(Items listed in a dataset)
Segment Open
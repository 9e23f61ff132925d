use contracts::domain::account::{directory, AccountLookup};
use contracts::forms::{error_for, FieldError, LoginForm, RecoverForm, RegisterForm};
use leptos::prelude::*;

use crate::layout::nav_context::{use_nav, Screen};
use crate::shared::components::ui::{Button, Input};
use crate::shared::defer::DeferSlot;
use crate::system::auth::context::use_session;

/// Simulated processing delay before a submission is acknowledged
const SUBMIT_DELAY_MS: u32 = 600;
/// The registration success banner clears after this long
const REGISTER_BANNER_MS: u32 = 1500;

#[derive(Clone, Copy, PartialEq)]
enum AuthPanel {
    SignIn,
    Register,
    Recover,
}

/// Auth screen hosting the sign-in, registration and password-recovery
/// panels. The screen identifier stays `login` for all three.
#[component]
pub fn AuthPage() -> impl IntoView {
    let (panel, set_panel) = create_signal(AuthPanel::SignIn);

    view! {
        <div class="auth">
            <div class="auth__box">
                <h1 class="auth__brand">"MotionMatrix"</h1>
                {move || match panel.get() {
                    AuthPanel::SignIn => view! { <SignInPanel set_panel=set_panel /> }.into_any(),
                    AuthPanel::Register => view! { <RegisterPanel set_panel=set_panel /> }.into_any(),
                    AuthPanel::Recover => view! { <RecoverPanel set_panel=set_panel /> }.into_any(),
                }}
            </div>
        </div>
    }
}

#[component]
fn SignInPanel(set_panel: WriteSignal<AuthPanel>) -> impl IntoView {
    let session = use_session();
    let nav = use_nav();

    let (email, set_email) = create_signal(String::new());
    let (password, set_password) = create_signal(String::new());
    let (errors, set_errors) = create_signal(Vec::<FieldError>::new());
    let (auth_error, set_auth_error) = create_signal(Option::<String>::None);
    let (is_loading, set_is_loading) = create_signal(false);
    let submit = DeferSlot::new();

    let field_error = move |field: &'static str| {
        errors.with(|list| error_for(list, field).map(str::to_string))
    };

    let on_submit = move |ev: leptos::ev::SubmitEvent| {
        ev.prevent_default();

        let form = LoginForm {
            email: email.get(),
            password: password.get(),
        };

        set_auth_error.set(None);
        let found = form.validate();
        if !found.is_empty() {
            set_errors.set(found);
            return;
        }
        set_errors.set(Vec::new());
        set_is_loading.set(true);

        submit.schedule(SUBMIT_DELAY_MS, move || {
            set_is_loading.set(false);
            match directory().authenticate(&form.email, &form.password) {
                Ok(identity) => {
                    if identity.is_admin() {
                        session.login(identity);
                        nav.navigate(Screen::Admin);
                    } else {
                        // Accepted, but no dashboard exists for this role yet
                        nav.navigate(Screen::Home);
                    }
                }
                Err(e) => set_auth_error.set(Some(e.to_string())),
            }
        });
    };

    view! {
        <h2 class="auth__title">"Sign in"</h2>

        <Show when=move || auth_error.get().is_some()>
            <div class="auth__alert auth__alert--error">
                {move || auth_error.get().unwrap_or_default()}
            </div>
        </Show>

        <form on:submit=on_submit>
            <Input
                label="Email"
                id="login-email"
                value=email
                on_input=Callback::new(move |v| set_email.set(v))
                placeholder="you@motionmatrix.com"
                autocomplete="email"
                error=Signal::derive(move || field_error("email"))
            />
            <Input
                label="Password"
                id="login-password"
                input_type="password"
                value=password
                on_input=Callback::new(move |v| set_password.set(v))
                autocomplete="current-password"
                error=Signal::derive(move || field_error("password"))
            />

            <Button button_type="submit" disabled=is_loading class="auth__submit">
                {move || if is_loading.get() { "Signing in..." } else { "Sign in" }}
            </Button>
        </form>

        <div class="auth__links">
            <a href="#" on:click=move |ev| {
                ev.prevent_default();
                set_panel.set(AuthPanel::Recover);
            }>"Forgot password?"</a>
            <a href="#" on:click=move |ev| {
                ev.prevent_default();
                set_panel.set(AuthPanel::Register);
            }>"Create an account"</a>
            <a href="#" on:click=move |ev| {
                ev.prevent_default();
                nav.navigate(Screen::Home);
            }>"Back to home"</a>
        </div>
    }
}

#[component]
fn RegisterPanel(set_panel: WriteSignal<AuthPanel>) -> impl IntoView {
    let (full_name, set_full_name) = create_signal(String::new());
    let (email, set_email) = create_signal(String::new());
    let (password, set_password) = create_signal(String::new());
    let (confirm, set_confirm) = create_signal(String::new());
    let (errors, set_errors) = create_signal(Vec::<FieldError>::new());
    let (succeeded, set_succeeded) = create_signal(false);
    let (is_loading, set_is_loading) = create_signal(false);
    let submit = DeferSlot::new();
    let banner = DeferSlot::new();

    let field_error = move |field: &'static str| {
        errors.with(|list| error_for(list, field).map(str::to_string))
    };

    let on_submit = move |ev: leptos::ev::SubmitEvent| {
        ev.prevent_default();

        let form = RegisterForm {
            full_name: full_name.get(),
            email: email.get(),
            password: password.get(),
            confirm_password: confirm.get(),
        };

        let found = form.validate();
        if !found.is_empty() {
            set_errors.set(found);
            return;
        }
        set_errors.set(Vec::new());
        set_is_loading.set(true);

        submit.schedule(SUBMIT_DELAY_MS, move || {
            // The submission is acknowledged and discarded; nothing persists
            set_is_loading.set(false);
            set_succeeded.set(true);
            banner.schedule(REGISTER_BANNER_MS, move || {
                set_succeeded.set(false);
                set_panel.set(AuthPanel::SignIn);
            });
        });
    };

    view! {
        <h2 class="auth__title">"Create an account"</h2>

        <Show when=move || succeeded.get()>
            <div class="auth__alert auth__alert--success">
                "Registration received. You can sign in once an administrator approves it."
            </div>
        </Show>

        <form on:submit=on_submit>
            <Input
                label="Full name"
                id="register-name"
                value=full_name
                on_input=Callback::new(move |v| set_full_name.set(v))
                error=Signal::derive(move || field_error("full_name"))
            />
            <Input
                label="Email"
                id="register-email"
                value=email
                on_input=Callback::new(move |v| set_email.set(v))
                placeholder="you@motionmatrix.com"
                autocomplete="email"
                error=Signal::derive(move || field_error("email"))
            />
            <Input
                label="Password"
                id="register-password"
                input_type="password"
                value=password
                on_input=Callback::new(move |v| set_password.set(v))
                autocomplete="new-password"
                error=Signal::derive(move || field_error("password"))
            />
            <Input
                label="Confirm password"
                id="register-confirm"
                input_type="password"
                value=confirm
                on_input=Callback::new(move |v| set_confirm.set(v))
                autocomplete="new-password"
                error=Signal::derive(move || field_error("confirm_password"))
            />

            <Button button_type="submit" disabled=is_loading class="auth__submit">
                {move || if is_loading.get() { "Submitting..." } else { "Register" }}
            </Button>
        </form>

        <div class="auth__links">
            <a href="#" on:click=move |ev| {
                ev.prevent_default();
                set_panel.set(AuthPanel::SignIn);
            }>"Already have an account? Sign in"</a>
        </div>
    }
}

#[component]
fn RecoverPanel(set_panel: WriteSignal<AuthPanel>) -> impl IntoView {
    let (email, set_email) = create_signal(String::new());
    let (errors, set_errors) = create_signal(Vec::<FieldError>::new());
    let (sent, set_sent) = create_signal(false);
    let (is_loading, set_is_loading) = create_signal(false);
    let submit = DeferSlot::new();

    let field_error = move |field: &'static str| {
        errors.with(|list| error_for(list, field).map(str::to_string))
    };

    let on_submit = move |ev: leptos::ev::SubmitEvent| {
        ev.prevent_default();

        let form = RecoverForm { email: email.get() };
        let found = form.validate();
        if !found.is_empty() {
            set_errors.set(found);
            return;
        }
        set_errors.set(Vec::new());
        set_is_loading.set(true);

        let address = email.get();
        submit.schedule(SUBMIT_DELAY_MS, move || {
            // The lookup result must not change the outcome; the form
            // never confirms which emails exist.
            let _ = directory().find_by_email(&address);
            set_is_loading.set(false);
            set_sent.set(true);
        });
    };

    view! {
        <h2 class="auth__title">"Reset password"</h2>

        <Show
            when=move || !sent.get()
            fallback=|| view! {
                <div class="auth__alert auth__alert--success">
                    "Password reset instructions have been sent. Check your inbox."
                </div>
            }
        >
            <form on:submit=on_submit>
                <Input
                    label="Email"
                    id="recover-email"
                    value=email
                    on_input=Callback::new(move |v| set_email.set(v))
                    placeholder="you@motionmatrix.com"
                    autocomplete="email"
                    error=Signal::derive(move || field_error("email"))
                />

                <Button button_type="submit" disabled=is_loading class="auth__submit">
                    {move || if is_loading.get() { "Sending..." } else { "Send reset link" }}
                </Button>
            </form>
        </Show>

        <div class="auth__links">
            <a href="#" on:click=move |ev| {
                ev.prevent_default();
                set_panel.set(AuthPanel::SignIn);
            }>"Back to sign in"</a>
        </div>
    }
}
use contracts::domain::account::{directory, AccountLookup};
use contracts::enums::{Department, Role};
use leptos::prelude::*;

use crate::shared::components::stat_card::StatCard;
use crate::shared::date_utils::format_joined;

/// Static statistics over the seeded directory plus the staff roster,
/// grouped by role in seed order.
#[component]
pub fn OverviewSection() -> impl IntoView {
    let dir = directory();

    let roster: Vec<_> = Role::all()
        .into_iter()
        .flat_map(|role| dir.list_by_role(role))
        .collect();

    view! {
        <div class="overview">
            <div class="overview__cards">
                <StatCard label="Total staff" value=dir.len() />
                {Department::floor()
                    .into_iter()
                    .map(|dep| view! {
                        <StatCard
                            label=dep.display_name()
                            value=dir.count_by_department(dep)
                            caption="on the floor"
                        />
                    })
                    .collect_view()}
            </div>

            <table class="overview__roster">
                <thead>
                    <tr>
                        <th>"Name"</th>
                        <th>"Email"</th>
                        <th>"Role"</th>
                        <th>"Department"</th>
                        <th>"Joined"</th>
                        <th>"Status"</th>
                    </tr>
                </thead>
                <tbody>
                    {roster
                        .into_iter()
                        .map(|account| view! {
                            <tr>
                                <td>{account.full_name.clone()}</td>
                                <td>{account.email.clone()}</td>
                                <td>{account.role.display_name()}</td>
                                <td>{account.department.display_name()}</td>
                                <td>{format_joined(account.joined)}</td>
                                <td>{account.status.display_name()}</td>
                            </tr>
                        })
                        .collect_view()}
                </tbody>
            </table>
        </div>
    }
}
Segment Closed
→ Assignment
Your task is to quote, without any alteration, the lines running from the top of the records to the line that holds "use crate::shared::defer::DeferSlot;", both included.

→ Exercise answer
repository 9e23f61ff132925d
use contracts::domain::account::{directory, AccountLookup};
use contracts::forms::{error_for, FieldError, LoginForm, RecoverForm, RegisterForm};
use leptos::prelude::*;

use crate::layout::nav_context::{use_nav, Screen};
use crate::shared::components::ui::{Button, Input};
use crate::shared::defer::DeferSlot;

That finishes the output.